April 12, 2022 Roberto Puzzanghera 0 comments
Handling LXC unprivileged containers as
root is not possible with the default LXC programs, because they must be called by the user who owns them and sometime is also necessary to specify the container's configuration file. For example, running
lxc-ls as root shows all the unprivileged containers as stopped even when they are running, while
lxc-start aborts the containers' startup sequence due to id mapping issues.

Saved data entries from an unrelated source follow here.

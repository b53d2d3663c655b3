//! Runtime value model shared by the executor.
//!
//! Values, the `ObjectHolder` ownership container, classes with their method
//! tables, and the polymorphic comparison operators live here; the AST and
//! its evaluators live in `ast`/`interpreter`.
pub mod class;
pub mod compare;
pub mod error;
pub mod object;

Since I prefer to run/stop/create/destroy/etc. my containers just typing my commands as root, not after the usual
su - owner each time, I wrote my own wrapper scripts collection for the main LXC commands, just to simplify my tasks. In addition, all the containers will be created in the same directory, say
I use them both for privileged (owned by root itself) and unprivileged containers. In the latter case the owner of the container is determined dinamically.
These scripts allow an administrator to use LXC running his applications in separate containers, each one (or group of them) runned by a different user and id map.
I wrote them for my Slackware linux distro, but I think that they remain valid for any other Linux flavor.
If you are a Slackware user and you are looking for unprivileged containers documentation, you should take a look to Chris Willings' guide, which was my starting point on this topic. Also the Stéphane Graber's article is a suitable reading at the beginning.